Yes, I am still writing

about my mother. About my

mothers. About the ways

in which they became

who they were to me; but

long before that: to, for,

and from each other. How

not even the years can fade

the quality of their scent,

the gestures that remain

embedded in every piece

of furniture, in every green

ceramic mixing bowl that survived

the years of their marriage to make

its way into mine, with all

the hairline cracks spread across

the surface. Yes, I am still

writing about my questions, about

the thousand thousand ways a whisper

carries even in the absence of wind

from out of the depths of a cabinet

emptied of its secrets.
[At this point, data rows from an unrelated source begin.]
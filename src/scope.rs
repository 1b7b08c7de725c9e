//! Scope assignment.
//!
//! Walks the classified stream and attaches a qualified scope path to every
//! token. Definitions of namable entities (namespaces, classes, aggregates,
//! functions) assign decorated paths to their subordinate regions: `name()`
//! for a parameter list, `name(){}` for a body, the bare name for a type or
//! namespace body. Tokens that end up with no scope fall back to
//! `<local>`, `<preproc>` or `<global>`.

use crate::context::FileContext;
use crate::stream::{Nav, TokenId, TokenStream};
use crate::token::{TokenFlags, TokenKind};

fn fallback_scope(ts: &TokenStream, pc: TokenId) -> &'static str {
    let tok = ts.tok(pc);
    if tok.flags.contains(TokenFlags::STATIC) {
        "<local>"
    } else if tok.flags.contains(TokenFlags::IN_PREPROC) {
        // the defined name itself is visible everywhere; only the rest of
        // the directive is preprocessor-local
        if matches!(tok.kind, TokenKind::Macro | TokenKind::MacroFunc) {
            "<global>"
        } else {
            "<preproc>"
        }
    } else {
        "<global>"
    }
}

/// The definition's own base path: its already-assigned scope, or the
/// fallback, plus any `A::B::` qualification written before the name.
fn qualified_base(ts: &TokenStream, def: TokenId) -> String {
    let mut base = if ts.tok(def).scope.is_empty() {
        fallback_scope(ts, def).to_string()
    } else {
        ts.tok(def).scope.clone()
    };

    // resolve the prefix chain by walking backward over '::' separators
    let mut chain: Vec<String> = Vec::new();
    let mut cur = ts.prev_nnl(def, Nav::Preproc);
    while let Some(sep) = cur {
        if ts.tok(sep).kind != TokenKind::DcMember {
            break;
        }
        let Some(owner) = ts.prev_nnl(sep, Nav::Preproc) else {
            break;
        };
        if !matches!(ts.tok(owner).kind, TokenKind::Type | TokenKind::Word) {
            break;
        }
        chain.push(ts.tok(owner).text.clone());
        cur = ts.prev_nnl(owner, Nav::Preproc);
    }
    // a re-run sees its own chain already applied
    let suffix: String = chain
        .iter()
        .rev()
        .map(|n| format!(":{n}"))
        .collect();
    if !suffix.is_empty() && !base.ends_with(&suffix) {
        base.push_str(&suffix);
    }
    base
}

/// Assign `scope` to every non-punctuator, non-keyword token strictly
/// between `open` and its matching close.
fn mark_region(ts: &mut TokenStream, open: TokenId, scope: &str) -> Option<TokenId> {
    let close = ts.skip_to_match(open, Nav::Preproc)?;
    let mut cur = ts.next(open, Nav::Preproc);
    while let Some(id) = cur {
        if id == close {
            break;
        }
        let tok = ts.tok(id);
        if !tok
            .flags
            .intersects(TokenFlags::PUNCTUATOR | TokenFlags::KEYWORD)
        {
            ts.tok_mut(id).scope = scope.to_string();
        }
        cur = ts.next(id, Nav::Preproc);
    }
    Some(close)
}

/// Assign `scope` to tokens from `start` until `end_kind` at the same
/// level; returns the terminator.
fn mark_until(
    ts: &mut TokenStream,
    start: TokenId,
    stop: impl Fn(&crate::token::Token) -> bool,
    scope: &str,
) -> Option<TokenId> {
    let mut cur = ts.next(start, Nav::Preproc);
    while let Some(id) = cur {
        if stop(ts.tok(id)) {
            return Some(id);
        }
        let tok = ts.tok(id);
        if !tok
            .flags
            .intersects(TokenFlags::PUNCTUATOR | TokenFlags::KEYWORD)
        {
            ts.tok_mut(id).scope = scope.to_string();
        }
        cur = ts.next(id, Nav::Preproc);
    }
    None
}

/// A named definition that owns a brace body: namespace word, class/struct/
/// union/enum tag, Objective-C class.
fn is_body_definition(ts: &TokenStream, pc: TokenId) -> bool {
    let tok = ts.tok(pc);
    if !tok.flags.contains(TokenFlags::DEF) {
        return false;
    }
    match tok.kind {
        TokenKind::Word => tok.parent == TokenKind::Namespace,
        TokenKind::Type => matches!(
            tok.parent,
            TokenKind::Class
                | TokenKind::Struct
                | TokenKind::Union
                | TokenKind::Enum
                | TokenKind::OcClass
        ),
        _ => false,
    }
}

pub fn assign_scope(ctx: &mut FileContext) {
    let ts = &mut ctx.tokens;

    let mut pc_opt = ts.head();
    while let Some(pc) = pc_opt {
        let kind = ts.tok(pc).kind;

        if is_body_definition(ts, pc) {
            let base = qualified_base(ts, pc);
            if base != fallback_scope(ts, pc) {
                ts.tok_mut(pc).scope = base.clone();
            }
            let name = ts.tok(pc).text.clone();
            let scope = format!("{base}:{name}");
            if ts.tok(pc).parent == TokenKind::OcClass {
                // the body runs to @end with no braces
                mark_until(ts, pc, |t| t.kind == TokenKind::OcEnd, &scope);
            } else {
                // find the body brace, skipping base-class lists
                let mut tmp = ts.next_nnl(pc, Nav::Preproc);
                while let Some(t) = tmp {
                    let tok = ts.tok(t);
                    if tok.kind == TokenKind::BraceOpen {
                        mark_region(ts, t, &scope);
                        break;
                    }
                    if tok.is_semicolon() || tok.kind == TokenKind::BraceClose {
                        break;
                    }
                    tmp = ts.next_nnl(t, Nav::Preproc);
                }
            }
        }

        match kind {
            TokenKind::FuncProto => {
                let base = qualified_base(ts, pc);
                if base != fallback_scope(ts, pc) {
                    ts.tok_mut(pc).scope = base.clone();
                }
                let name = ts.tok(pc).text.clone();
                if let Some(next) = ts.next_nnl(pc, Nav::Preproc) {
                    if ts.tok(next).kind == TokenKind::FParenOpen {
                        mark_region(ts, next, &format!("{base}:{name}()"));
                    }
                }
            }
            TokenKind::FuncDef | TokenKind::FuncClass => {
                let has_body = kind == TokenKind::FuncDef
                    || ts.tok(pc).flags.contains(TokenFlags::DEF);
                let base = qualified_base(ts, pc);
                if base != fallback_scope(ts, pc) {
                    ts.tok_mut(pc).scope = base.clone();
                }
                let name = ts.tok(pc).text.clone();
                let mut after_params: Option<TokenId> = ts.next_nnl(pc, Nav::Preproc);
                if let Some(next) = after_params {
                    if ts.tok(next).kind == TokenKind::FParenOpen {
                        after_params = mark_region(ts, next, &format!("{base}:{name}()"));
                    }
                }
                if has_body {
                    // the body brace follows the close paren, possibly past
                    // qualifiers or a constructor initializer list
                    let mut tmp = after_params.and_then(|t| ts.next_nnl(t, Nav::Preproc));
                    while let Some(t) = tmp {
                        let tok = ts.tok(t);
                        if tok.kind == TokenKind::BraceOpen {
                            mark_region(ts, t, &format!("{base}:{name}(){{}}"));
                            break;
                        }
                        if tok.is_semicolon() {
                            break;
                        }
                        tmp = ts.next_nnl(t, Nav::Preproc);
                    }
                }
            }
            TokenKind::OcMsgSpec | TokenKind::OcMsgDecl => {
                let base = qualified_base(ts, pc);
                let name = ts.tok(pc).text.clone();
                let arg_scope = format!("{base}:{name}()");
                let terminator = mark_until(
                    ts,
                    pc,
                    |t| t.is_semicolon() || t.kind == TokenKind::BraceOpen,
                    &arg_scope,
                );
                if let Some(t) = terminator {
                    if ts.tok(t).kind == TokenKind::BraceOpen {
                        mark_region(ts, t, &format!("{base}:{name}(){{}}"));
                    }
                }
            }
            _ => {}
        }

        pc_opt = ts.next(pc, Nav::All);
    }

    // scope totality
    let ids: Vec<TokenId> = ts.ids().collect();
    for id in ids {
        if ts.tok(id).scope.is_empty() {
            ts.tok_mut(id).scope = fallback_scope(ts, id).to_string();
        }
    }
}

#[cfg(test)]
mod tests {
    use super::*;
    use crate::config::Config;
    use crate::lang::LangFlags;
    use crate::pipeline::classify;

    fn run(src: &str, lang: LangFlags) -> FileContext {
        let mut ctx = FileContext::new("test", lang, Config::default());
        classify(&mut ctx, src.as_bytes());
        ctx
    }

    fn scope_of(ctx: &FileContext, text: &str) -> String {
        ctx.tokens
            .ids()
            .find(|&id| ctx.tokens.tok(id).text == text)
            .map(|id| ctx.tokens.tok(id).scope.clone())
            .unwrap()
    }

    fn scopes_of(ctx: &FileContext, text: &str) -> Vec<String> {
        ctx.tokens
            .ids()
            .filter(|&id| ctx.tokens.tok(id).text == text)
            .map(|id| ctx.tokens.tok(id).scope.clone())
            .collect()
    }

    #[test]
    fn function_scopes_are_decorated() {
        let ctx = run("int foo(int a, int b) { return a+b; }", LangFlags::C);
        assert_eq!(scope_of(&ctx, "foo"), "<global>");
        assert_eq!(scopes_of(&ctx, "a"), vec!["<global>:foo()", "<global>:foo(){}"]);
        assert_eq!(scopes_of(&ctx, "b"), vec!["<global>:foo()", "<global>:foo(){}"]);
    }

    #[test]
    fn aggregate_bodies_use_the_bare_name() {
        let ctx = run("typedef struct S { int x; } S_t;", LangFlags::C);
        assert_eq!(scope_of(&ctx, "S"), "<global>");
        assert_eq!(scope_of(&ctx, "x"), "<global>:S");
        assert_eq!(scope_of(&ctx, "S_t"), "<global>");
    }

    #[test]
    fn nested_definitions_accumulate() {
        let ctx = run("namespace N { class C { void m(); }; }", LangFlags::CPP);
        assert_eq!(scope_of(&ctx, "N"), "<global>");
        assert_eq!(scope_of(&ctx, "C"), "<global>:N");
        assert_eq!(scope_of(&ctx, "m"), "<global>:N:C");
    }

    #[test]
    fn macro_names_are_global_but_bodies_are_not() {
        let ctx = run("#define TOP limit\n", LangFlags::C);
        assert_eq!(scope_of(&ctx, "TOP"), "<global>");
        assert_eq!(scope_of(&ctx, "limit"), "<preproc>");
    }

    #[test]
    fn static_definitions_are_local() {
        let ctx = run("static int counter = 0;", LangFlags::C);
        assert_eq!(scope_of(&ctx, "counter"), "<local>");
    }

    #[test]
    fn qualified_methods_resolve_their_chain() {
        let ctx = run("void Engine::draw(int n) { n = n + 1; }", LangFlags::CPP);
        assert_eq!(scope_of(&ctx, "draw"), "<global>:Engine");
        assert_eq!(
            scopes_of(&ctx, "n"),
            vec![
                "<global>:Engine:draw()",
                "<global>:Engine:draw(){}",
                "<global>:Engine:draw(){}"
            ]
        );
    }

    #[test]
    fn every_token_has_a_scope() {
        let ctx = run(
            "#define M(x) ((x)+1)\nint g;\nstatic int s;\nvoid f(void) { g = M(2); }",
            LangFlags::C,
        );
        for id in ctx.tokens.ids() {
            assert!(
                !ctx.tokens.tok(id).scope.is_empty(),
                "token {:?} has empty scope",
                ctx.tokens.tok(id).text
            );
        }
    }
}
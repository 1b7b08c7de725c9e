//! symdex: an approximate symbol indexer for C-family source files.
//!
//! Per file, the pipeline is: tokenize → cleanup → brace/level tracking →
//! symbol classification → scope assignment → projection into identifier
//! rows persisted in a SQLite index. There is no semantic resolution and no
//! preprocessor expansion; classification is heuristic and never fails a
//! file.

pub mod braces;
pub mod cleanup;
pub mod config;
pub mod context;
pub mod index;
pub mod keywords;
pub mod lang;
pub mod output;
pub mod pawn;
pub mod pipeline;
pub mod punctuators;
pub mod scope;
pub mod stream;
pub mod symbols;
pub mod token;
pub mod tokenize;

pub use config::Config;
pub use context::FileContext;
pub use index::SymbolIndex;
pub use lang::LangFlags;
Because

the end of a story is only

convention, because convention

dictates whose names may appear

on registers and documents

and deeds, as well as who

doesn't get to inherit.

But inherit we all do—if not

the shape of an eyebrow

then the places moles turn up,

giveaway signs on the map

of the weathering body: saying

you too have a penchant for men

of a certain age, or you too

love the texture and frill

of a garment for the way

it seduces the mind into thinking

it might forget what histories

groped and penetrated you in that

loamy dark before you came to be.



Locusts



"A single swarm can contain up to 150 million
locusts per square kilometer of farmland." - Associated Press



They are not dark tears from a pharaoh's eyes,
nor a belt of bees unloosed from a titan's
distant tower. Their flight path is not
a channel clogged with vessels of trade
or commerce. They are together
a dark body on whose surface is a mouth
made of very fine short hairs. They sense
the quality of air and can hover
for days and days in the wind.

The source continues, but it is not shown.